Protein-arginine N-acetylglucosaminyltransferase NleB1

UniProtKB accession:  B7UI21

Grouped By:  Matching UniProtKB accession

UniProtKB description:  Protein-arginine N-acetylglucosaminyltransferase effector that disrupts TNF signaling in infected cells, including NF-kappa-B signaling, apoptosis and necroptosis (PubMed:20126447, PubMed:20485572, PubMed:22144899, PubMed:23955153, PubMed:24025841, PubMed:28138023, PubMed:28522607, PubMed:30979585). Acts by catalyzing the transfer of a single N-acetylglucosamine (GlcNAc) to a conserved arginine residue in the death domain of host proteins FADD, TRADD, FAS, TNFRSF1A/TNFR1, TNFRSF25/DR3 and RIPK1: arginine GlcNAcylation prevents homotypic/heterotypic death domain interactions and assembly of the oligomeric TNF-alpha receptor complex, thereby disrupting TNF signaling (PubMed:23955153, PubMed:24025841, PubMed:26883593, PubMed:28522607, PubMed:28860194, PubMed:30979585). Has preference for host FADD as substrate compared to other death domain-containing proteins (PubMed:28860194). Also acts on host proteins without a death domain: catalyzes arginine GlcNAcylation of HIF1A, thereby regulating host glucose metabolism (PubMed:30125331).

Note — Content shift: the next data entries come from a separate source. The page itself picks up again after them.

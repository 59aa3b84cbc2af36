//! Message structures for device-to-cloud and cloud-to-device traffic.

use crate::transport::HttpResponse;
use bytes::Bytes;
use std::borrow::Cow;
use std::collections::HashMap;
use std::fmt;

#[cfg(test)]
#[path = "message_tests.rs"]
mod tests;

/// Content type sent when none is specified
pub const DEFAULT_CONTENT_TYPE: &str = "application/json";

// ============================================================================
// Message ID
// ============================================================================

/// Identifier of a cloud-to-device message, taken from the `ETag` of a read.
///
/// The id is opaque; it is not validated locally. A stale or fabricated id is
/// rejected by the hub when used to settle a message.
#[derive(Debug, Clone, PartialEq, Eq, Hash)]
pub struct MessageId(String);

impl MessageId {
    pub fn new(id: impl Into<String>) -> Self {
        Self(id.into())
    }

    /// Build an id from an `ETag` header value, stripping wrapping quotes.
    pub fn from_etag(etag: &str) -> Self {
        Self(etag.trim_matches('"').to_string())
    }

    pub fn as_str(&self) -> &str {
        &self.0
    }
}

impl fmt::Display for MessageId {
    fn fmt(&self, f: &mut fmt::Formatter<'_>) -> fmt::Result {
        f.write_str(&self.0)
    }
}

impl From<&str> for MessageId {
    fn from(id: &str) -> Self {
        Self::new(id)
    }
}

impl From<String> for MessageId {
    fn from(id: String) -> Self {
        Self::new(id)
    }
}

// ============================================================================
// Outbound Message
// ============================================================================

/// Device-to-cloud payload.
///
/// The body is opaque bytes; the content type is passed through as the
/// `Content-Type` header.
#[derive(Debug, Clone, PartialEq, Eq)]
pub struct OutboundMessage {
    pub body: Bytes,
    pub content_type: String,
}

impl OutboundMessage {
    /// Create a message with the default (JSON) content type
    pub fn new(body: impl Into<Bytes>) -> Self {
        Self {
            body: body.into(),
            content_type: DEFAULT_CONTENT_TYPE.to_string(),
        }
    }

    /// Create a JSON message from already-encoded text
    pub fn json(body: impl Into<Bytes>) -> Self {
        Self::new(body)
    }

    /// Set the content type
    pub fn with_content_type(mut self, content_type: impl Into<String>) -> Self {
        self.content_type = content_type.into();
        self
    }
}

impl From<Bytes> for OutboundMessage {
    fn from(body: Bytes) -> Self {
        Self::new(body)
    }
}

impl From<Vec<u8>> for OutboundMessage {
    fn from(body: Vec<u8>) -> Self {
        Self::new(body)
    }
}

impl From<&'static [u8]> for OutboundMessage {
    fn from(body: &'static [u8]) -> Self {
        Self::new(body)
    }
}

// ============================================================================
// Inbound Message
// ============================================================================

/// Result of reading the cloud-to-device queue.
///
/// Status, headers and body are surfaced verbatim. `message_id` is `None`
/// when the response carried no `ETag`, which is how the hub signals an
/// empty queue. That is a normal outcome, not an error.
#[derive(Debug, Clone, PartialEq, Eq)]
pub struct InboundMessage {
    pub status_code: u16,
    pub headers: HashMap<String, String>,
    pub body: Bytes,
    pub message_id: Option<MessageId>,
}

impl InboundMessage {
    /// Interpret a raw response from the device-bound endpoint.
    pub fn from_response(response: HttpResponse) -> Self {
        let message_id = response.header("ETag").map(MessageId::from_etag);

        Self {
            status_code: response.status,
            headers: response.headers,
            body: response.body,
            message_id,
        }
    }

    /// Body decoded as UTF-8, replacing invalid sequences
    pub fn text(&self) -> Cow<'_, str> {
        String::from_utf8_lossy(&self.body)
    }

    /// Check whether a message was delivered
    pub fn has_message(&self) -> bool {
        self.message_id.is_some()
    }

    /// Look up a response header, ignoring case of the name
    pub fn header(&self, name: &str) -> Option<&str> {
        self.headers
            .iter()
            .find(|(key, _)| key.eq_ignore_ascii_case(name))
            .map(|(_, value)| value.as_str())
    }
}
fn parse_message_id(message_id: String) -> Result<MessageId, CliError> {
    if message_id.trim().is_empty() {
        return Err(CliError::InvalidArgument {
            arg: "message_id".to_string(),
            message: "must not be empty".to_string(),
        });
    }
    Ok(MessageId::from_etag(&message_id))
}

/// Body for `send`: literal payload, file contents, or the telemetry reading.
pub fn resolve_payload(
    payload: Option<String>,
    file: Option<PathBuf>,
    reading: &TelemetryReading,
) -> Result<Bytes, CliError> {
    match (payload, file) {
        (Some(payload), _) => Ok(Bytes::from(payload)),
        (None, Some(path)) => Ok(Bytes::from(std::fs::read(path)?)),
        (None, None) => Ok(Bytes::from(reading.to_json()?)),
    }
}

// ============================================================================
// Command Implementations
// ============================================================================

/// Execute token command
pub fn execute_token_command<W: Write>(
    credentials: &DeviceCredentials,
    ttl_seconds: i64,
    out: &mut W,
) -> Result<(), CliError> {
    let signer = SasSigner::new(credentials.shared_key().clone());
    let token = signer.issue(&credentials.resource_uri(), ttl_seconds);

    info!(
        device = %credentials.device_name(),
        expiry = token.expiry(),
        "Issued device token"
    );
    writeln!(out, "{}", token)?;
    Ok(())
}

/// Execute send command; prints the returned status code
pub async fn execute_send_command<T: HttpTransport, W: Write>(
    client: &QueueClient<T>,
    message: &OutboundMessage,
    out: &mut W,
) -> Result<(), CliError> {
    let status = client.publish(message).await?;
    if !(200..300).contains(&status) {
        warn!(status = status, "Hub did not accept the message");
    }
    writeln!(out, "{}", status)?;
    Ok(())
}
//! Error types for device client operations.

use thiserror::Error;

/// Comprehensive error type for all client operations
///
/// Non-success HTTP statuses returned by the device messaging endpoints are
/// *not* errors; they are handed back to the caller as plain status codes.
#[derive(Debug, Error)]
pub enum DeviceClientError {
    #[error("Shared access key is not valid base64: {0}")]
    InvalidSharedKey(#[from] base64::DecodeError),

    #[error("No access token has been issued; refresh the token before calling the hub")]
    TokenNotIssued,

    #[error("Transport failed: {message}")]
    Transport { message: String },

    #[error("Hub returned status {status}: {message}")]
    Service { status: u16, message: String },

    #[error("Serialization failed: {0}")]
    Serialization(#[from] serde_json::Error),

    #[error("Configuration error: {0}")]
    Configuration(#[from] ConfigurationError),

    #[error("Validation error: {0}")]
    Validation(#[from] ValidationError),
}

impl DeviceClientError {
    /// Check if error is transient and the call could succeed if repeated
    ///
    /// The client itself never retries; this is a hint for callers that
    /// implement their own policy.
    pub fn is_transient(&self) -> bool {
        match self {
            Self::InvalidSharedKey(_) => false,
            Self::TokenNotIssued => false,
            Self::Transport { .. } => true,
            Self::Service { status, .. } => *status >= 500 || *status == 429,
            Self::Serialization(_) => false,
            Self::Configuration(_) => false,
            Self::Validation(_) => false,
        }
    }
}

impl From<reqwest::Error> for DeviceClientError {
    fn from(error: reqwest::Error) -> Self {
        Self::Transport {
            message: error.to_string(),
        }
    }
}

/// Configuration errors
#[derive(Debug, Error)]
pub enum ConfigurationError {
    #[error("Invalid configuration: {message}")]
    Invalid { message: String },

    #[error("Missing required configuration: {key}")]
    Missing { key: String },
}

/// Validation errors
#[derive(Debug, Error)]
pub enum ValidationError {
    #[error("Required field missing: {field}")]
    Required { field: String },

    #[error("Invalid format for {field}: {message}")]
    InvalidFormat { field: String, message: String },

    #[error("Value out of range for {field}: {message}")]
    OutOfRange { field: String, message: String },
}

#[cfg(test)]
#[path = "error_tests.rs"]
mod tests;
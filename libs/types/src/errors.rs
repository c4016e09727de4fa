//! Error taxonomy for the market core
//!
//! Every failure is a local, synchronous validation error surfaced before
//! any state mutation. There is no retry machinery: invariant violations are
//! defects and panic instead of appearing here.

use thiserror::Error;

/// The single error taxonomy shared by all market operations.
#[derive(Error, Debug, Clone, PartialEq, Eq)]
pub enum MarketError {
    #[error("Invalid price: {ticks} is outside 1..=99")]
    InvalidPrice { ticks: u64 },

    #[error("Invalid quantity: {shares} (must be positive)")]
    InvalidQuantity { shares: u64 },

    #[error("Amount must be positive")]
    InvalidAmount,

    #[error("Invalid outcome encoding: {raw} (expected 0 or 1)")]
    InvalidOutcome { raw: u8 },

    #[error("Invalid side encoding: {raw} (expected 0 or 1)")]
    InvalidSide { raw: u8 },

    #[error("Insufficient funds: required {required}, available {available}")]
    InsufficientFunds { required: u64, available: u64 },

    #[error("Insufficient shares: required {required}, available {available}")]
    InsufficientShares { required: u64, available: u64 },

    #[error("Order not found: {order_id}")]
    OrderNotFound { order_id: u64 },

    #[error("Unauthorized")]
    Unauthorized,

    #[error("Market is not accepting orders")]
    MarketInactive,

    #[error("Market not found")]
    MarketNotFound,

    #[error("No balance exists for this trader in this market")]
    BalanceNotFound,

    #[error("A balance already exists for this trader in this market")]
    BalanceAlreadyExists,

    #[error("Settlement vault underflow: required {required}, available {available}")]
    InsufficientSettlementFunds { required: u64, available: u64 },

    #[error("No settlement to claim")]
    NothingToClaim,

    #[error("Arithmetic overflow in balance calculation")]
    Overflow,
}
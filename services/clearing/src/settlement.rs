//! Fill settlement
//!
//! Applies the value side of a matcher fill: the share transfer and the
//! payment are one logical operation and must never be separated. The
//! matcher has already consumed the bid's recorded lock, so the vault holds
//! exactly `bid_limit × quantity` for this fill — split here into the
//! seller's payment and the buyer's spread refund.

use serde::{Deserialize, Serialize};
use types::errors::MarketError;
use types::fill::Fill;

use crate::balance::BalanceBook;
use crate::market::{Market, SettlementMode};

/// What settling one fill moved.
#[derive(Debug, Clone, Copy, PartialEq, Eq, Serialize, Deserialize)]
pub struct Settlement {
    /// Paid to the seller (or accrued to their pool entry).
    pub payment: u64,
    /// Returned to the buyer when execution beat their limit.
    pub spread_refund: u64,
    /// True when the payment went to the settlement pool instead of the
    /// seller's balance.
    pub deferred: bool,
}

/// Settle one fill against the market and its balance book.
///
/// Failures here indicate broken invariants upstream (the matcher only
/// produces fills whose funding was locked at placement); they abort the
/// surrounding operation rather than being handled.
pub fn apply_fill(
    market: &mut Market,
    balances: &mut BalanceBook,
    fill: &Fill,
) -> Result<Settlement, MarketError> {
    let payment = fill.payment()?;
    let spread_refund = fill.spread_refund()?;

    market.ledger_mut(fill.share_outcome).transfer_reserved(
        fill.seller,
        fill.buyer,
        fill.quantity.get(),
    )?;

    let deferred = match market.settlement_mode() {
        SettlementMode::Immediate => {
            market.vault_debit(payment)?;
            balances.get_mut(&fill.seller)?.credit(payment)?;
            false
        }
        SettlementMode::Deferred => {
            // Funds stay in the vault, earmarked in the pool until claimed.
            market.defer_payout(fill.seller, payment)?;
            true
        }
    };

    if spread_refund > 0 {
        market.vault_debit(spread_refund)?;
        balances.get_mut(&fill.buyer)?.credit(spread_refund)?;
    }

    Ok(Settlement {
        payment,
        spread_refund,
        deferred,
    })
}
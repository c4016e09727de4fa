//! Per-outcome share ledger with ask-side reservation
//!
//! Shares backing an open ask are moved from `available` to `reserved` at
//! placement, symmetric with bid collateral locking, so a trader cannot
//! commit the same shares to two asks. A reading of a trader's position is
//! always `available + reserved` — reservation changes commitment, not
//! ownership.

use std::collections::HashMap;
use serde::{Deserialize, Serialize};
use types::errors::MarketError;
use types::ids::TraderId;

/// One trader's holding in one outcome.
#[derive(Debug, Clone, Copy, Default, PartialEq, Eq, Serialize, Deserialize)]
pub struct ShareHolding {
    /// Freely usable shares
    pub available: u64,
    /// Shares committed to open asks
    pub reserved: u64,
}

impl ShareHolding {
    /// Total shares owned, regardless of commitment.
    pub fn total(&self) -> u64 {
        self.available + self.reserved
    }
}

/// Share holdings of every trader in one outcome. Absent traders read as
/// zero.
#[derive(Debug, Clone, Default)]
pub struct ShareLedger {
    holdings: HashMap<TraderId, ShareHolding>,
}

impl ShareLedger {
    pub fn new() -> Self {
        Self {
            holdings: HashMap::new(),
        }
    }

    /// Current holding; zero for unknown traders.
    pub fn get(&self, trader: &TraderId) -> ShareHolding {
        self.holdings.get(trader).copied().unwrap_or_default()
    }

    /// Total shares owned (available + reserved).
    pub fn position(&self, trader: &TraderId) -> u64 {
        self.get(trader).total()
    }

    /// Mint or grant shares into the trader's available bucket.
    pub fn credit(&mut self, trader: TraderId, quantity: u64) -> Result<(), MarketError> {
        let holding = self.holdings.entry(trader).or_default();
        holding.available = holding
            .available
            .checked_add(quantity)
            .ok_or(MarketError::Overflow)?;
        Ok(())
    }

    /// Commit available shares to an open ask.
    pub fn reserve(&mut self, trader: TraderId, quantity: u64) -> Result<(), MarketError> {
        let holding = self.holdings.entry(trader).or_default();
        if quantity > holding.available {
            return Err(MarketError::InsufficientShares {
                required: quantity,
                available: holding.available,
            });
        }
        holding.available -= quantity;
        holding.reserved += quantity;
        Ok(())
    }

    /// Return reserved shares to the available bucket (ask cancellation).
    ///
    /// # Panics
    /// Panics if the trader has fewer reserved shares than released — the
    /// reservation bookkeeping guarantees this never happens.
    pub fn release(&mut self, trader: TraderId, quantity: u64) {
        let holding = self.holdings.entry(trader).or_default();
        assert!(quantity <= holding.reserved, "reservation underflow");
        holding.reserved -= quantity;
        holding.available += quantity;
    }

    /// Move matched shares from the seller's reserved bucket to the buyer.
    ///
    /// Always paired with the corresponding payment in the same settlement
    /// step; the two must never be separated.
    pub fn transfer_reserved(
        &mut self,
        from: TraderId,
        to: TraderId,
        quantity: u64,
    ) -> Result<(), MarketError> {
        let seller = self.holdings.entry(from).or_default();
        if quantity > seller.reserved {
            return Err(MarketError::InsufficientShares {
                required: quantity,
                available: seller.reserved,
            });
        }
        seller.reserved -= quantity;
        let buyer = self.holdings.entry(to).or_default();
        buyer.available = buyer
            .available
            .checked_add(quantity)
            .ok_or(MarketError::Overflow)?;
        Ok(())
    }

    /// Total shares outstanding across all traders.
    pub fn total_outstanding(&self) -> u64 {
        self.holdings.values().map(|h| h.total()).sum()
    }
}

Also displays intra-bacterial activity by mediating GlcNAcylation of glutathione synthetase GshB (PubMed:31974499). Catalyzes auto-GlcNAcylation, which is required for activity toward death domain-containing host target proteins (PubMed:32432056). Shows a higher enzymatic activity than NleB2 (PubMed:23955153).